Topic
Home / Narasi Islam / Artikel Lepas / Harga tak Ternilai Itu Bernama Ukhuwah

Harga tak Ternilai Itu Bernama Ukhuwah

Konten ini adalah kiriman dari pembaca dakwatuna.com. Kirimkan informasi, gagasan, pemikiran, atau pendapat dari Anda dalam bentuk tulisan kepada kami, klik di sini.

 

Ilustrasi (nurlienda.wordpress.com)
Ilustrasi (nurlienda.wordpress.com)

dakwatuna.com – Baru saja selesai membaca buku Madal hayah: chicken soup for tarbiyah karyanya Asri Widiarti…

Benar kata teman yang pernah posting resensi buku ini di Facebook beberapa waktu lalu. Sebuah buku yang menyajikan cerita ringan tapi sarat makna dan kesan yang mendalam. Tepat jika diberi judul; chicken soup. Apresiasi dari hidangan ringan tapi penuh nutrisi.

Terkesan dengan satu cerita di bagian 2 buku ini… bunda, Allah mendengar doamu, cerita 1: harga tak ternilai itu disebut ukhuwah…

Di pengantar buku ini dikatakan jika keseluruhan cerita yang ada adalah nyata terjadi, maka sangat mengharu hati ketika sampai di bagian ini…

Bercerita tentang seorang ibu yang terkena penyakit asam lambung akut hingga ia tak kuat untuk sekadar bangun dari tempat tidurnya. Semua pekerjaan rumah tangga awalnya dihandle oleh sang suami…

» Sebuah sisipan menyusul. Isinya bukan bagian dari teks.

//! Command line interface for Solace.

pub mod args;
pub mod commands;
pub mod output;

// Re-export commonly used types
pub use args::*;
pub use commands::*;
pub use output::*;
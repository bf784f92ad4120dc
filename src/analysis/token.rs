//! Token types and utilities for text analysis.
//!
//! A [`Token`] is the unit that flows through the analysis pipeline: the
//! tokenizer creates them, filters rewrite or stop them, and the normalizer
//! collects the surviving texts.
//!
//! # Examples
//!
//! ```
//! use solace::analysis::token::Token;
//!
//! let token = Token::with_offsets("world", 1, 6, 11);
//! assert_eq!(token.text, "world");
//! assert_eq!(token.start_offset, 6);
//! assert_eq!(token.end_offset, 11);
//! assert!(!token.is_stopped());
//! ```

use std::fmt;

use serde::{Deserialize, Serialize};

/// A token represents a single unit of text after tokenization.
#[derive(Clone, Debug, PartialEq, Serialize, Deserialize)]
pub struct Token {
    /// The text content of the token
    pub text: String,

    /// The position of the token in the original token stream (0-based)
    pub position: usize,

    /// The byte offset where this token starts in the original text
    pub start_offset: usize,

    /// The byte offset where this token ends in the original text
    pub end_offset: usize,

    /// Whether this token has been marked as stopped (removed) by a filter
    pub stopped: bool,

    /// Content classification assigned by the tokenizer, if any.
    pub token_type: Option<TokenType>,
}

/// Token type classification assigned by the tokenizers.
#[derive(Clone, Copy, Debug, PartialEq, Eq, Hash, Serialize, Deserialize)]
pub enum TokenType {
    /// Anything containing a non-numeric character
    Word,
    /// Purely numeric values; never stemmed
    Num,
}

impl TokenType {
    /// Classify a token by its characters.
    pub fn detect(word: &str) -> TokenType {
        if !word.is_empty() && word.chars().all(char::is_numeric) {
            TokenType::Num
        } else {
            TokenType::Word
        }
    }
}

impl Token {
    /// Create a new token with the given text and position.
    pub fn new<S: Into<String>>(text: S, position: usize) -> Self {
        Token {
            text: text.into(),
            position,
            start_offset: 0,
            end_offset: 0,
            stopped: false,
            token_type: None,
        }
    }

    /// Create a new token with text, position, and byte offsets.
    pub fn with_offsets<S: Into<String>>(
        text: S,
        position: usize,
        start_offset: usize,
        end_offset: usize,
    ) -> Self {
        Token {
            start_offset,
            end_offset,
            ..Token::new(text, position)
        }
    }

    /// Check if the token is empty.
    pub fn is_empty(&self) -> bool {
        self.text.is_empty()
    }

    /// Mark this token as stopped.
    pub fn stop(mut self) -> Self {
        self.stopped = true;
        self
    }

    /// Check if this token is stopped.
    pub fn is_stopped(&self) -> bool {
        self.stopped
    }

    /// Set the token type.
    pub fn with_token_type(mut self, token_type: TokenType) -> Self {
        self.token_type = Some(token_type);
        self
    }

    /// Replace the token text, keeping position and offsets.
    pub fn with_text<S: Into<String>>(mut self, text: S) -> Self {
        self.text = text.into();
        self
    }
}

impl fmt::Display for Token {
    fn fmt(&self, f: &mut fmt::Formatter<'_>) -> fmt::Result {
        write!(f, "{}", self.text)
    }
}

/// A token stream represents a sequence of tokens from the analysis pipeline.
pub type TokenStream = Box<dyn Iterator<Item = Token>>;

#[cfg(test)]
mod tests {
    use super::*;

    #[test]
    fn test_token_creation() {
        let token = Token::new("hello", 0);
        assert_eq!(token.text, "hello");
        assert_eq!(token.position, 0);
        assert_eq!(token.start_offset, 0);
        assert_eq!(token.end_offset, 0);
        assert!(!token.stopped);
        assert!(token.token_type.is_none());
    }

    #[test]
    fn test_token_builders() {
        let token = Token::with_offsets("Test", 2, 4, 8)
            .with_token_type(TokenType::Word)
            .with_text("test")
            .stop();

        assert_eq!(token.text, "test");
        assert_eq!(token.start_offset, 4);
        assert_eq!(token.end_offset, 8);
        assert!(token.is_stopped());
        assert_eq!(token.token_type, Some(TokenType::Word));
    }

    #[test]
    fn test_detect_token_type() {
        assert_eq!(TokenType::detect("2024"), TokenType::Num);
        assert_eq!(TokenType::detect("٣"), TokenType::Num);
        assert_eq!(TokenType::detect("exams"), TokenType::Word);
        assert_eq!(TokenType::detect("1990s"), TokenType::Word);
        assert_eq!(TokenType::detect("眠れない"), TokenType::Word);
        assert_eq!(TokenType::detect(""), TokenType::Word);
    }

    #[test]
    fn test_token_stream() {
        let tokens = vec![Token::new("hello", 0), Token::new("world", 1)];

        let stream: TokenStream = Box::new(tokens.into_iter());
        let collected: Vec<_> = stream.collect();

        assert_eq!(collected.len(), 2);
        assert_eq!(format!("{}", collected[1]), "world");
    }
}
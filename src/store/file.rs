//! File-based model store.

use std::fs::{self, File};
use std::io::{ErrorKind, Write};
use std::path::{Path, PathBuf};
use std::sync::atomic::{AtomicU64, Ordering};

use crate::error::{LoadFailure, Result, SolaceError};
use crate::store::ModelStore;

static TEMP_COUNTER: AtomicU64 = AtomicU64::new(0);

/// Stores the artifact in a single file.
///
/// Saves write a sibling temporary file and rename it over the target, so
/// readers never observe a partially written artifact.
#[derive(Debug, Clone)]
pub struct FileModelStore {
    path: PathBuf,
}

impl FileModelStore {
    pub fn new<P: AsRef<Path>>(path: P) -> Self {
        FileModelStore {
            path: path.as_ref().to_path_buf(),
        }
    }

    pub fn path(&self) -> &Path {
        &self.path
    }

    fn temp_path(&self) -> PathBuf {
        let mut name = self
            .path
            .file_name()
            .map(|name| name.to_os_string())
            .unwrap_or_else(|| "model".into());
        let seq = TEMP_COUNTER.fetch_add(1, Ordering::Relaxed);
        name.push(format!(".tmp-{}-{seq}", std::process::id()));
        self.path.with_file_name(name)
    }

    /// Remove the artifact if it exists.
    pub fn delete(&self) -> Result<()> {
        match fs::remove_file(&self.path) {
            Ok(()) => Ok(()),
            Err(e) if e.kind() == ErrorKind::NotFound => Ok(()),
            Err(e) => Err(SolaceError::storage(format!(
                "Failed to delete {}: {e}",
                self.path.display()
            ))),
        }
    }
}

impl ModelStore for FileModelStore {
    fn read_bytes(&self) -> std::result::Result<Vec<u8>, LoadFailure> {
        fs::read(&self.path).map_err(|e| match e.kind() {
            ErrorKind::NotFound => LoadFailure::Missing,
            _ => LoadFailure::Unreadable(e),
        })
    }

    fn write_bytes(&self, bytes: &[u8]) -> Result<()> {
        if let Some(parent) = self.path.parent().filter(|p| !p.as_os_str().is_empty()) {
            fs::create_dir_all(parent).map_err(|e| {
                SolaceError::storage(format!(
                    "Failed to create directory {}: {e}",
                    parent.display()
                ))
            })?;
        }

        let temp_path = self.temp_path();
        let write = || -> std::io::Result<()> {
            let mut file = File::create(&temp_path)?;
            file.write_all(bytes)?;
            file.sync_all()?;
            fs::rename(&temp_path, &self.path)
        };

        write().map_err(|e| {
            let _ = fs::remove_file(&temp_path);
            SolaceError::storage(format!("Failed to write {}: {e}", self.path.display()))
        })
    }

    fn location(&self) -> String {
        self.path.display().to_string()
    }
}

#[cfg(test)]
mod tests {
    use super::*;
    use crate::store::artifact::tests::sample_model;
    use tempfile::TempDir;

    #[test]
    fn test_missing_file() {
        let temp_dir = TempDir::new().unwrap();
        let store = FileModelStore::new(temp_dir.path().join("model.slcm"));

        assert!(matches!(store.load(), Err(LoadFailure::Missing)));
    }

    #[test]
    fn test_save_load_creates_directories() {
        let temp_dir = TempDir::new().unwrap();
        let store = FileModelStore::new(temp_dir.path().join("nested/dir/model.slcm"));
        let model = sample_model();

        store.save(&model).unwrap();
        assert!(store.path().exists());
        assert_eq!(store.load().unwrap(), model);

        // No temporary file is left behind.
        let entries: Vec<_> = fs::read_dir(store.path().parent().unwrap())
            .unwrap()
            .collect();
        assert_eq!(entries.len(), 1);
    }

    #[test]
    fn test_overwrite_and_delete() {
        let temp_dir = TempDir::new().unwrap();
        let store = FileModelStore::new(temp_dir.path().join("model.slcm"));

        store.write_bytes(b"garbage").unwrap();
        assert!(matches!(store.load(), Err(LoadFailure::Corrupt(_))));

        store.save(&sample_model()).unwrap();
        assert!(store.load().is_ok());

        store.delete().unwrap();
        store.delete().unwrap();
        assert!(matches!(store.load(), Err(LoadFailure::Missing)));
    }

    #[test]
    fn test_temp_paths_are_unique() {
        let temp_dir = TempDir::new().unwrap();
        let path = temp_dir.path().join("model.slcm");
        let first = FileModelStore::new(&path);
        let second = FileModelStore::new(&path);

        let a = first.temp_path();
        let b = first.temp_path();
        let c = second.temp_path();
        assert_ne!(a, b);
        assert_ne!(a, c);
        assert_ne!(b, c);
        assert_eq!(a.parent(), path.parent());
    }

    #[test]
    fn test_concurrent_saves_to_same_path() {
        let temp_dir = TempDir::new().unwrap();
        let path = temp_dir.path().join("model.slcm");
        let model = sample_model();

        std::thread::scope(|scope| {
            for _ in 0..8 {
                let store = FileModelStore::new(&path);
                let model = &model;
                scope.spawn(move || {
                    for _ in 0..5 {
                        store.save(model).unwrap();
                    }
                });
            }
        });

        assert_eq!(FileModelStore::new(&path).load().unwrap(), model);
        let entries: Vec<_> = fs::read_dir(temp_dir.path()).unwrap().collect();
        assert_eq!(entries.len(), 1);
    }

    #[test]
    fn test_directory_is_unreadable() {
        let temp_dir = TempDir::new().unwrap();
        let store = FileModelStore::new(temp_dir.path());

        assert!(matches!(store.read_bytes(), Err(LoadFailure::Unreadable(_))));
    }
}
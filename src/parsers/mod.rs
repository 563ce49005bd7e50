pub mod cobertura;
pub mod coveragepy;
pub mod lcov;

use std::io::BufRead;

use crate::detect::Format;
use crate::error::Result;
use crate::report::CoverageReport;

/// Every format parser implements this trait.
///
/// Each parser applies its own rules for which fields are authoritative;
/// they share only the output model.
pub trait CoverageParser {
    /// The format this parser handles.
    fn format(&self) -> Format;

    /// Parse a whole report from a buffered reader.
    fn parse_reader(&self, reader: &mut dyn BufRead) -> Result<CoverageReport>;

    /// Parse the input bytes into our uniform coverage model.
    fn parse(&self, input: &[u8]) -> Result<CoverageReport> {
        self.parse_reader(&mut &*input)
    }
}

/// The parser for a given format.
pub fn parser_for(format: Format) -> &'static dyn CoverageParser {
    match format {
        Format::Lcov => &lcov::LcovParser,
        Format::CoveragePy => &coveragepy::CoveragePyParser,
        Format::Cobertura => &cobertura::CoberturaParser,
    }
}
use tracing_subscriber::EnvFilter;

/// Install the stderr subscriber. `RUST_LOG` wins over `verbosity`.
pub fn init_tracing(verbosity: u8) {
    let default_level = match verbosity {
        0 => "warn",
        1 => "info",
        _ => "debug",
    };
    let filter =
        EnvFilter::try_from_default_env().unwrap_or_else(|_| EnvFilter::new(default_level));

    // Stdout is reserved for the rendered report.
    let _ = tracing_subscriber::fmt()
        .with_env_filter(filter)
        .with_writer(std::io::stderr)
        .with_target(false)
        .try_init();
}
/// Parser for Cobertura XML coverage reports.
///
/// Cobertura XML structure:
///   <coverage>
///     <sources><source>...</source></sources>
///     <packages>
///       <package name="...">
///         <classes>
///           <class name="..." filename="..." line-rate="..." branch-rate="..." complexity="...">
///             <methods>
///               <method name="..." ... line-rate="...">
///                 <lines><line number="..." hits="..." .../></lines>
///               </method>
///             </methods>
///             <lines>
///               <line number="..." hits="..." branch="true|false"
///                     condition-coverage="50% (1/2)" />
///             </lines>
///           </class>
///         </classes>
///       </package>
///     </packages>
///   </coverage>
///
/// Each class carries two signals. The `line-rate` attribute is taken as the
/// file's line coverage; the nested `<line>` elements give the counts.
use std::collections::HashMap;
use std::io::BufRead;
use std::str;

use quick_xml::events::{BytesStart, Event};
use quick_xml::reader::Reader;

use super::CoverageParser;
use crate::detect::Format;
use crate::error::{CovsumError, Result};
use crate::model::FileCoverage;
use crate::report::CoverageReport;

pub struct CoberturaParser;

impl CoverageParser for CoberturaParser {
    fn format(&self) -> Format {
        Format::Cobertura
    }

    fn parse_reader(&self, reader: &mut dyn BufRead) -> Result<CoverageReport> {
        parse_cobertura(reader)
    }
}

/// A `<class>` element being read.
struct ClassState {
    filename: String,
    line_rate: f64,
    branch_rate: f64,
    complexity: Option<String>,
    /// Max hits per line number. Lines repeated under `<method>` and
    /// `<class>` are counted once.
    hits_by_number: HashMap<u32, u64>,
    /// `<line>` elements without a usable `number`.
    unnumbered_total: u64,
    unnumbered_covered: u64,
}

impl ClassState {
    fn open(e: &BytesStart) -> Result<Self> {
        let attrs = attr_map(e);
        let filename = attrs.get("filename").cloned().unwrap_or_default();
        let line_rate = parse_rate(&attrs, "line-rate", &filename)?;
        let branch_rate = parse_rate(&attrs, "branch-rate", &filename)?;
        Ok(Self {
            complexity: attrs.get("complexity").cloned(),
            filename,
            line_rate,
            branch_rate,
            hits_by_number: HashMap::new(),
            unnumbered_total: 0,
            unnumbered_covered: 0,
        })
    }

    fn add_line(&mut self, e: &BytesStart) -> Result<()> {
        let attrs = attr_map(e);
        let hits = match attrs.get("hits") {
            Some(h) => h.trim().parse::<i64>().map_err(|_| {
                CovsumError::Parse(format!(
                    "invalid hits value '{h}' in class '{}'",
                    self.filename
                ))
            })?,
            None => 0,
        };
        let hits = hits.max(0) as u64;

        match attrs.get("number").and_then(|n| n.trim().parse::<u32>().ok()) {
            Some(number) => {
                let entry = self.hits_by_number.entry(number).or_insert(0);
                *entry = (*entry).max(hits);
            }
            None => {
                self.unnumbered_total += 1;
                if hits > 0 {
                    self.unnumbered_covered += 1;
                }
            }
        }
        Ok(())
    }

    fn finish(self) -> Result<FileCoverage> {
        let counted = self.hits_by_number.len() as u64 + self.unnumbered_total;
        let lines_covered = self.hits_by_number.values().filter(|&&h| h > 0).count() as u64
            + self.unnumbered_covered;

        let lines_total = if counted > 0 {
            counted
        } else {
            // No <line> children: use `complexity` as a stand-in total so
            // the file never reports an undefined line count.
            match self.complexity.as_deref() {
                Some(c) => parse_complexity(c, &self.filename)?,
                None => 1,
            }
        };

        let branch_coverage = (self.branch_rate > 0.0).then(|| self.branch_rate * 100.0);

        Ok(FileCoverage {
            filename: self.filename,
            line_coverage: self.line_rate * 100.0,
            branch_coverage,
            function_coverage: None,
            lines_covered,
            lines_total,
        })
    }
}

fn parse_cobertura(input: &mut dyn BufRead) -> Result<CoverageReport> {
    let mut reader = Reader::from_reader(input);
    reader.trim_text(true);

    let mut report = CoverageReport::new();
    let mut buf = Vec::new();

    // State tracking
    let mut depth = 0usize;
    let mut saw_root = false;
    let mut package_depth = 0usize;
    let mut current_class: Option<ClassState> = None;

    loop {
        let event = reader.read_event_into(&mut buf);
        let is_start_event = matches!(&event, Ok(Event::Start(_)));
        match event {
            Err(e) => {
                return Err(CovsumError::Xml {
                    source: e,
                    position: reader.buffer_position(),
                })
            }
            Ok(Event::Eof) => break,
            Ok(Event::Start(ref e)) | Ok(Event::Empty(ref e)) => {
                saw_root = true;
                if is_start_event {
                    depth += 1;
                }

                match e.local_name().as_ref() {
                    b"package" => {
                        if is_start_event {
                            package_depth += 1;
                        }
                    }
                    b"class" if package_depth > 0 => {
                        let class = ClassState::open(e)?;
                        if is_start_event {
                            current_class = Some(class);
                        } else {
                            // Self-closing <class/> has no lines and no End event.
                            insert_class(&mut report, class)?;
                        }
                    }
                    b"line" => {
                        if let Some(class) = current_class.as_mut() {
                            class.add_line(e)?;
                        }
                    }
                    _ => {}
                }
            }
            Ok(Event::End(ref e)) => {
                depth = depth.saturating_sub(1);
                match e.local_name().as_ref() {
                    b"package" => {
                        package_depth = package_depth.saturating_sub(1);
                    }
                    b"class" => {
                        if let Some(class) = current_class.take() {
                            insert_class(&mut report, class)?;
                        }
                    }
                    _ => {}
                }
            }
            _ => {}
        }
        buf.clear();
    }

    if !saw_root {
        return Err(CovsumError::Parse(
            "Cobertura XML has no root element".to_string(),
        ));
    }
    if depth > 0 {
        return Err(CovsumError::Parse(format!(
            "Cobertura XML ended with {depth} unclosed element(s)"
        )));
    }

    tracing::info!(files = report.len(), "parsed cobertura report");
    Ok(report)
}

fn insert_class(report: &mut CoverageReport, class: ClassState) -> Result<()> {
    let file = class.finish()?;
    tracing::debug!(
        filename = %file.filename,
        lines_total = file.lines_total,
        lines_covered = file.lines_covered,
        "read cobertura class"
    );
    report.insert(file);
    Ok(())
}

/// `line-rate` / `branch-rate` as a fraction; absent means 0.
fn parse_rate(attrs: &HashMap<String, String>, key: &str, filename: &str) -> Result<f64> {
    match attrs.get(key) {
        Some(v) => v.trim().parse::<f64>().map_err(|_| {
            CovsumError::Parse(format!("invalid {key} '{v}' in class '{filename}'"))
        }),
        None => Ok(0.0),
    }
}

/// Integral part of a non-negative `complexity` attribute.
fn parse_complexity(value: &str, filename: &str) -> Result<u64> {
    match value.trim().parse::<f64>() {
        Ok(c) if c.is_finite() && c >= 0.0 => Ok(c.trunc() as u64),
        _ => Err(CovsumError::Parse(format!(
            "invalid complexity '{value}' in class '{filename}'"
        ))),
    }
}

/// Extract attributes from an XML element into a HashMap.
fn attr_map(e: &BytesStart) -> HashMap<String, String> {
    e.attributes()
        .filter_map(|a| {
            let attr = a.ok()?;
            let key = str::from_utf8(attr.key.local_name().into_inner())
                .ok()?
                .to_string();
            let value = attr.unescape_value().ok()?.to_string();
            Some((key, value))
        })
        .collect()
}
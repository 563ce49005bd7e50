#![allow(dead_code)]

use std::path::PathBuf;
use tempfile::TempDir;

/// Write `content` to `name` inside a fresh temporary directory, returning
/// the dir handle and file path.
/// The caller must hold onto `TempDir` to keep the temp directory alive.
pub fn write_report(name: &str, content: &[u8]) -> (TempDir, PathBuf) {
    let dir = tempfile::tempdir().unwrap();
    let path = dir.path().join(name);
    std::fs::write(&path, content).unwrap();
    (dir, path)
}

/// Two files, `src/alpha.c` with 3/4 lines covered and `src/beta.c` with
/// 1/2, in each supported format.
pub const EQUIVALENT_LCOV: &[u8] = b"TN:
SF:src/alpha.c
DA:1,1
DA:2,1
DA:3,0
DA:4,7
LF:4
LH:3
end_of_record
SF:src/beta.c
DA:1,0
DA:2,2
LF:2
LH:1
end_of_record
";

pub const EQUIVALENT_COVERAGEPY: &[u8] = br#"{
  "meta": {"version": "7.4.0"},
  "files": {
    "src/alpha.c": {"summary": {"covered_lines": 3, "num_statements": 4}},
    "src/beta.c": {"summary": {"covered_lines": 1, "num_statements": 2}}
  }
}"#;

pub const EQUIVALENT_COBERTURA: &[u8] = br#"<?xml version="1.0" ?>
<coverage line-rate="0.6667" branch-rate="0">
  <packages>
    <package name="src" line-rate="0.6667" branch-rate="0">
      <classes>
        <class name="alpha" filename="src/alpha.c" line-rate="0.75" branch-rate="0">
          <lines>
            <line number="1" hits="1"/>
            <line number="2" hits="1"/>
            <line number="3" hits="0"/>
            <line number="4" hits="7"/>
          </lines>
        </class>
        <class name="beta" filename="src/beta.c" line-rate="0.5" branch-rate="0">
          <lines>
            <line number="1" hits="0"/>
            <line number="2" hits="2"/>
          </lines>
        </class>
      </classes>
    </package>
  </packages>
</coverage>
"#;
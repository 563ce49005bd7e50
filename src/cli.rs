//! Command handler for the covsum CLI.
//!
//! `cmd_analyze` returns its output as a `String`, making it easy to test
//! without capturing stdout.

use std::path::Path;

use anyhow::{Context, Result};

use crate::detect::parse_selector;
use crate::ingest::ingest;
use crate::render::{OutputFormat, RenderOptions};

pub fn cmd_analyze(
    file: &Path,
    format: &str,
    exclude: Option<&str>,
    output: OutputFormat,
    options: &RenderOptions,
) -> Result<String> {
    // Reject a bad selector before touching the file.
    let format_override = parse_selector(format)?;

    if !file.exists() {
        anyhow::bail!("Coverage report not found: {}", file.display());
    }

    let (report, detected) = ingest(file, format_override, exclude)
        .with_context(|| format!("Error parsing coverage report {}", file.display()))?;
    tracing::info!(
        format = %detected,
        files = report.len(),
        "analyzed coverage report"
    );

    Ok(output.formatter().format(&report, options))
}
/// Parser for the coverage.py JSON report (`coverage json`).
///
/// Reference: https://coverage.readthedocs.io/en/latest/cmd.html#cmd-json
///
/// The format is a JSON object whose `files` member is keyed by file path.
/// Each value carries a `summary`:
///   - `num_statements`:   countable lines
///   - `covered_lines`:    executed lines
///   - `num_branches`:     branch arms (only with `--branch`)
///   - `covered_branches`: executed branch arms
///
/// Partial summaries are tolerated: anything missing counts as 0.
use std::io::BufRead;

use serde_json::Value;

use super::CoverageParser;
use crate::detect::Format;
use crate::error::{CovsumError, Result};
use crate::model::{percent, FileCoverage};
use crate::report::CoverageReport;

/// coverage.py JSON parser.
pub struct CoveragePyParser;

impl CoverageParser for CoveragePyParser {
    fn format(&self) -> Format {
        Format::CoveragePy
    }

    fn parse_reader(&self, reader: &mut dyn BufRead) -> Result<CoverageReport> {
        let doc: Value = serde_json::from_reader(reader)?;
        parse_document(&doc)
    }
}

fn parse_document(doc: &Value) -> Result<CoverageReport> {
    if !doc.is_object() {
        return Err(CovsumError::Parse(
            "coverage.py JSON must be an object at the top level".to_string(),
        ));
    }

    let mut report = CoverageReport::new();
    let files = match doc.get("files").and_then(Value::as_object) {
        Some(files) => files,
        None => {
            tracing::debug!("coverage.py JSON has no files object");
            return Ok(report);
        }
    };

    for (filename, entry) in files {
        report.insert(parse_file_entry(filename, entry));
    }

    tracing::info!(files = report.len(), "parsed coverage.py report");
    Ok(report)
}

/// Parse a single `files` entry.
fn parse_file_entry(filename: &str, entry: &Value) -> FileCoverage {
    let summary = entry.get("summary");
    let count = |key: &str| -> u64 {
        summary
            .and_then(|s| s.get(key))
            .and_then(Value::as_u64)
            .unwrap_or(0)
    };

    let lines_total = count("num_statements");
    let lines_covered = count("covered_lines");

    // Zero branches means the file has no branch data, not 0% coverage.
    let num_branches = count("num_branches");
    let branch_coverage =
        (num_branches > 0).then(|| percent(count("covered_branches"), num_branches));

    FileCoverage::from_counts(filename, lines_covered, lines_total)
        .with_branch_coverage(branch_coverage)
}
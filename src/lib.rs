pub mod cli;
pub mod detect;
pub mod error;
pub mod ingest;
pub mod logging;
pub mod model;
pub mod parsers;
pub mod render;
pub mod report;
/// Parser for the LCOV tracefile format.
///
/// Reference: https://ltp.sourceforge.net/coverage/lcov/geninfo.1.php
///
/// Key records:
///   TN:<test name>
///   SF:<path to source file>
///   FN:<line>,<function name>
///   FNDA:<execution count>,<function name>
///   FNF:<number of functions found>
///   FNH:<number of functions hit>
///   DA:<line number>,<execution count>
///   LF:<lines found>
///   LH:<lines hit>
///   end_of_record
///
/// Only line data is normalized. `LF`/`LH`, when present, take precedence
/// over the counts accumulated from `DA` regardless of record order. `DA`
/// records without exactly two fields are skipped.
use std::io::BufRead;

use super::CoverageParser;
use crate::detect::Format;
use crate::error::{CovsumError, Result};
use crate::model::FileCoverage;
use crate::report::CoverageReport;

/// LCOV format parser.
pub struct LcovParser;

impl CoverageParser for LcovParser {
    fn format(&self) -> Format {
        Format::Lcov
    }

    fn parse_reader(&self, reader: &mut dyn BufRead) -> Result<CoverageReport> {
        parse_lcov(reader)
    }
}

/// Per-block accumulators, reset after every `end_of_record`.
#[derive(Default)]
struct Block {
    filename: Option<String>,
    found: u64,
    hit: u64,
    lines_found: Option<u64>,
    lines_hit: Option<u64>,
}

impl Block {
    fn finish(&mut self) -> Option<FileCoverage> {
        let block = std::mem::take(self);
        let found = block.lines_found.unwrap_or(block.found);
        let hit = block.lines_hit.unwrap_or(block.hit);
        match block.filename {
            Some(filename) if !filename.is_empty() && found > 0 => {
                Some(FileCoverage::from_counts(filename, hit, found))
            }
            Some(filename) => {
                tracing::debug!(%filename, "dropping lcov record with no instrumented lines");
                None
            }
            None => None,
        }
    }
}

/// Reads line-by-line so the full input need not be in memory at once.
fn parse_lcov(reader: &mut dyn BufRead) -> Result<CoverageReport> {
    let mut report = CoverageReport::new();
    let mut block = Block::default();

    let mut raw_line = String::new();
    let mut line_no = 0usize;
    loop {
        raw_line.clear();
        let n = reader.read_line(&mut raw_line)?;
        if n == 0 {
            break; // EOF
        }
        line_no += 1;

        let line = raw_line.trim();
        if line.is_empty() {
            continue;
        }

        if line == "end_of_record" {
            if let Some(file) = block.finish() {
                report.insert(file);
            }
            continue;
        }

        let (tag, value) = match line.split_once(':') {
            Some(pair) => pair,
            None => continue,
        };

        match tag {
            "SF" => {
                block.filename = Some(value.to_string());
            }
            "DA" => {
                // DA:<line_number>,<execution_count>; the line number is not used.
                let parts: Vec<&str> = value.split(',').collect();
                if parts.len() != 2 {
                    tracing::debug!(line_no, "skipping DA record without exactly two fields");
                    continue;
                }
                let count = parse_int::<i64>(parts[1], line_no, "DA execution count")?;
                block.found += 1;
                if count > 0 {
                    block.hit += 1;
                }
            }
            "LF" => block.lines_found = Some(parse_int(value, line_no, "LF")?),
            "LH" => block.lines_hit = Some(parse_int(value, line_no, "LH")?),
            // TN, FN, FNDA, FNF, FNH, BRDA, BRF, BRH and unknown tags carry
            // nothing for the line-coverage model.
            _ => {}
        }
    }

    if block.filename.is_some() {
        tracing::debug!("discarding trailing lcov record without end_of_record");
    }

    tracing::info!(files = report.len(), "parsed lcov report");
    Ok(report)
}

fn parse_int<T: std::str::FromStr>(value: &str, line_no: usize, what: &str) -> Result<T> {
    value.trim().parse::<T>().map_err(|_| {
        CovsumError::Parse(format!("line {line_no}: invalid {what} value '{value}'"))
    })
}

Saya tulis ‘awalnya’…karena setelah para sahabat ibu itu tahu tentang keadaan nya, maka para sahabatlah yang mengambil alih kesibukannya. Bahkan seorang ibu berkenan ‘mengambil sementara’ anak bungsunya untuk ia rawat di rumah selama sang ibu dirawat di rumah sakit.

Teman lainnya bergantian ‘piket’ di rumah sang ibu. Bergiliran menungguinya di rumah sakit. Hingga seorang teman menghibahkan laptopnya agar sang ibu punya kesibukan disela rehatnya itu…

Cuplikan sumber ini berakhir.